While breast ultrasound has limitations—low specificity and a high rate of false positives—Dr. Harvey is surprised that ultrasound will not be included in the study. She believes in the clinical utility of breast MRI, however, “to go from mammography to MRI seems like a big leap. It is interesting that ultrasound is not paired with FFDM or DBT,” she adds.

Dr. Harvey and colleagues employ ultrasound for breast screening. They began to routinely use the technology during her clinic’s involvement in the American College of Radiology Imaging Network (ACRIN) 6666 trial. Recently, she had a patient with seven cancers not visible on DBT in the left breast. On ultrasound, the lesions were not particularly subtle. “If we threshold ultrasound, then the specificity issue could improve,” she says.

“Forty percent of the women we perform mammography on have dense breasts,” Dr. Vitiello says. “Adding breast ultrasound to their screening approach is very important.” Each patient at Montclair also receives an estimated lifetime risk of breast cancer, helping to identify those who would benefit from supplemental screening with ultrasound and MRI.

The same is true at Dr. Monticciolo’s practice, Scott & White Clinic – Temple, a high-risk clinic that helps identify women who should receive DBT or breast MRI due to breast composition, family history, or other risk factors.

Dr. Monticciolo has looked closer at molecular breast imaging (MBI) for both her practice and the ACR. She says the ACR will be releasing its first practice parameter on the technology. While there is an effort by certain groups to reduce overall dose of MBI studies below the current average of 10 mCi, dose remains a limitation of its use.

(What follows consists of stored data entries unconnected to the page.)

//! Repeating refresh timer for the menu bar app.
//!
//! The tao event loop wakes on `ControlFlow::WaitUntil`; this timer only
//! tracks the next deadline and decides whether a wake-up is a refresh tick.
//! Time is passed in explicitly so the logic is testable.

use std::time::{Duration, Instant};

/// An owned, cancellable repeating timer.
#[derive(Debug)]
pub struct RefreshTimer {
    period: Duration,
    next_fire: Option<Instant>,
}

impl RefreshTimer {
    /// Create a stopped timer.
    pub fn new() -> Self {
        Self {
            period: Duration::from_secs(0),
            next_fire: None,
        }
    }

    /// Start (or restart) the timer with the given period in seconds.
    ///
    /// Any existing schedule is replaced; the first fire is one full period
    /// from `now`.
    pub fn start(&mut self, period_secs: u64, now: Instant) {
        self.period = Duration::from_secs(period_secs);
        self.next_fire = Some(now + self.period);
    }

    /// Stop the timer. Safe to call on a stopped timer.
    pub fn cancel(&mut self) {
        self.next_fire = None;
    }

    /// Whether the timer is scheduled.
    pub fn is_running(&self) -> bool {
        self.next_fire.is_some()
    }

    /// The instant of the next scheduled fire, if running.
    pub fn next_deadline(&self) -> Option<Instant> {
        self.next_fire
    }

    /// Fire the timer if its deadline has passed.
    ///
    /// Fires at most once per call and re-arms at `now + period`, so a loop
    /// that was blocked (e.g. behind a modal dialog) catches up with a single
    /// tick instead of a burst.
    pub fn fire_if_due(&mut self, now: Instant) -> bool {
        match self.next_fire {
            Some(deadline) if now >= deadline => {
                self.next_fire = Some(now + self.period);
                true
            }
            _ => false,
        }
    }
}

impl Default for RefreshTimer {
    fn default() -> Self {
        Self::new()
    }
}

#[cfg(test)]
mod tests {
    use super::*;

    #[test]
    fn test_new_timer_is_stopped() {
        let timer = RefreshTimer::new();
        assert!(!timer.is_running());
        assert_eq!(timer.next_deadline(), None);
    }

    #[test]
    fn test_start_schedules_one_period_out() {
        let mut timer = RefreshTimer::new();
        let now = Instant::now();
        timer.start(60, now);
        assert!(timer.is_running());
        assert_eq!(timer.next_deadline(), Some(now + Duration::from_secs(60)));
    }

    #[test]
    fn test_does_not_fire_before_deadline() {
        let mut timer = RefreshTimer::new();
        let now = Instant::now();
        timer.start(60, now);
        assert!(!timer.fire_if_due(now + Duration::from_secs(59)));
        assert!(timer.is_running());
    }

    #[test]
    fn test_fires_at_deadline_and_rearms() {
        let mut timer = RefreshTimer::new();
        let now = Instant::now();
        timer.start(60, now);

        let tick = now + Duration::from_secs(60);
        assert!(timer.fire_if_due(tick));
        assert_eq!(timer.next_deadline(), Some(tick + Duration::from_secs(60)));
    }

    #[test]
    fn test_late_fire_catches_up_with_single_tick() {
        let mut timer = RefreshTimer::new();
        let now = Instant::now();
        timer.start(10, now);

        // The loop was blocked for several periods.
        let late = now + Duration::from_secs(45);
        assert!(timer.fire_if_due(late));
        // Re-armed relative to the late fire, not the original schedule.
        assert_eq!(timer.next_deadline(), Some(late + Duration::from_secs(10)));
        assert!(!timer.fire_if_due(late + Duration::from_secs(9)));
    }

    #[test]
    fn test_restart_replaces_existing_schedule() {
        let mut timer = RefreshTimer::new();
        let now = Instant::now();
        timer.start(60, now);
        timer.start(5, now);
        assert_eq!(timer.next_deadline(), Some(now + Duration::from_secs(5)));
    }

    #[test]
    fn test_cancel_is_idempotent() {
        let mut timer = RefreshTimer::new();
        let now = Instant::now();
        timer.start(60, now);

        timer.cancel();
        assert!(!timer.is_running());
        timer.cancel();
        assert!(!timer.is_running());
        assert!(!timer.fire_if_due(now + Duration::from_secs(120)));
    }
}
//! Integration tests for settings file I/O.
//!
//! These tests verify atomic writes, defaults on missing or corrupt files,
//! and the read-modify-write field helpers.

use fetchbar::settings::{Settings, SettingsStore};
use std::fs;
use tempfile::tempdir;

fn store_in(dir: &tempfile::TempDir) -> SettingsStore {
    SettingsStore::new(dir.path().join(".fetchbar").join("settings.toml"))
}

#[test]
fn test_save_and_load_roundtrip() {
    let temp_dir = tempdir().unwrap();
    let store = store_in(&temp_dir);

    let settings = Settings {
        fetch_url: Some("https://example.com/weather".to_string()),
        refresh_interval: Some(30),
        launch_at_login: true,
    };
    store.save(&settings).unwrap();

    assert_eq!(store.load(), settings);
}

#[test]
fn test_load_missing_file_returns_defaults() {
    let temp_dir = tempdir().unwrap();
    let store = store_in(&temp_dir);

    assert_eq!(store.load(), Settings::default());
}

#[test]
fn test_load_invalid_toml_returns_defaults() {
    let temp_dir = tempdir().unwrap();
    let store = store_in(&temp_dir);

    fs::create_dir_all(store.path().parent().unwrap()).unwrap();
    fs::write(store.path(), "not { valid [ toml").unwrap();

    assert_eq!(store.load(), Settings::default());
}

#[test]
fn test_atomic_write_leaves_no_temp_file() {
    let temp_dir = tempdir().unwrap();
    let store = store_in(&temp_dir);

    store.save(&Settings::default()).unwrap();

    let temp_path = store.path().with_extension("toml.tmp");
    assert!(
        !temp_path.exists(),
        "Temp file should not remain after write"
    );
    assert!(store.path().exists(), "Settings file should exist");

    // File should be valid TOML
    let content = fs::read_to_string(store.path()).unwrap();
    Settings::from_toml(&content).unwrap();
}

#[test]
fn test_set_url_preserves_other_fields() {
    let temp_dir = tempdir().unwrap();
    let store = store_in(&temp_dir);

    store
        .save(&Settings {
            fetch_url: None,
            refresh_interval: Some(15),
            launch_at_login: true,
        })
        .unwrap();

    store.set_url("https://example.com/status").unwrap();

    let settings = store.load();
    assert_eq!(
        settings.fetch_url.as_deref(),
        Some("https://example.com/status")
    );
    assert_eq!(settings.refresh_interval, Some(15));
    assert!(settings.launch_at_login);
}

#[test]
fn test_set_url_stores_string_verbatim() {
    let temp_dir = tempdir().unwrap();
    let store = store_in(&temp_dir);

    // No validation at save time; even a non-URL string is persisted as-is.
    store.set_url("not really a url").unwrap();
    assert_eq!(store.load().fetch_url.as_deref(), Some("not really a url"));
}

#[test]
fn test_set_refresh_interval_preserves_other_fields() {
    let temp_dir = tempdir().unwrap();
    let store = store_in(&temp_dir);

    store.set_url("https://example.com/a").unwrap();
    store.set_refresh_interval(120).unwrap();

    let settings = store.load();
    assert_eq!(settings.fetch_url.as_deref(), Some("https://example.com/a"));
    assert_eq!(settings.refresh_interval, Some(120));
}

#[test]
fn test_non_positive_interval_persists_but_defaults_to_sixty() {
    let temp_dir = tempdir().unwrap();
    let store = store_in(&temp_dir);

    store.set_refresh_interval(-5).unwrap();

    let settings = store.load();
    assert_eq!(settings.refresh_interval, Some(-5));
    assert_eq!(settings.effective_interval(), 60);
}

#[test]
fn test_set_launch_at_login_toggles() {
    let temp_dir = tempdir().unwrap();
    let store = store_in(&temp_dir);

    store.set_launch_at_login(true).unwrap();
    assert!(store.load().launch_at_login);

    store.set_launch_at_login(false).unwrap();
    assert!(!store.load().launch_at_login);
}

Dr. Harvey has also looked at MBI. “What is really interesting is to find a marker specific to breast cancer that we can tag,” she says. “hen, potentially we can have a therapeutic radiotracer to that same marker that could deliver the ‘magic bullet.’ As we develop more sophisticated molecular tools, I just believe that MBI is something we should have.”

Consider prostate cancer, where surveillance is often recommended for less aggressive forms of the disease. “That’s the challenge with breast cancer, we don’t know which ones to let go. With the information that we have today, we are doing the right thing until we know more through research,” Dr. Harvey says.

Dr. Monticciolo adds that abundant data shows the benefit of screening mammography. “I encourage radiologists and breast imagers to get involved in patient screening decisions,” she says. “The most lives are saved when women are screened annually at 40. The more we can communicate that fact with other physicians, the more we can make a dent in the mortality rate of this disease.”

References

  1. Monticciolo DL, Newell MS, Hendrick RE, et al. Breast cancer screening for average-risk women: Recommendations from the ACR commission on breast imaging. JACR. Article in Press. DOI: http://dx.doi.org/10.1016/j.jacr.2017.06.001. Accessed August 8, 2017.
  2. Mullen LA, Panigrahi B, Hollada J, et al. Strategies for decreasing screening mammography recall rates while maintaining performance metrics. Acad Radiol. Article in Press. DOI: http://dx.doi.org/10.1016/j.acra.2017.06.009. Accessed August 8, 2017.
Massat MB. (Sep 07, 2017). Breast Imaging Update: Guidelines, Recall Rates and Personalized Care. Appl Radiol. 2017; 46(9):28-31.
Mary Beth Massat is a freelance healthcare writer based in Crystal Lake, Il.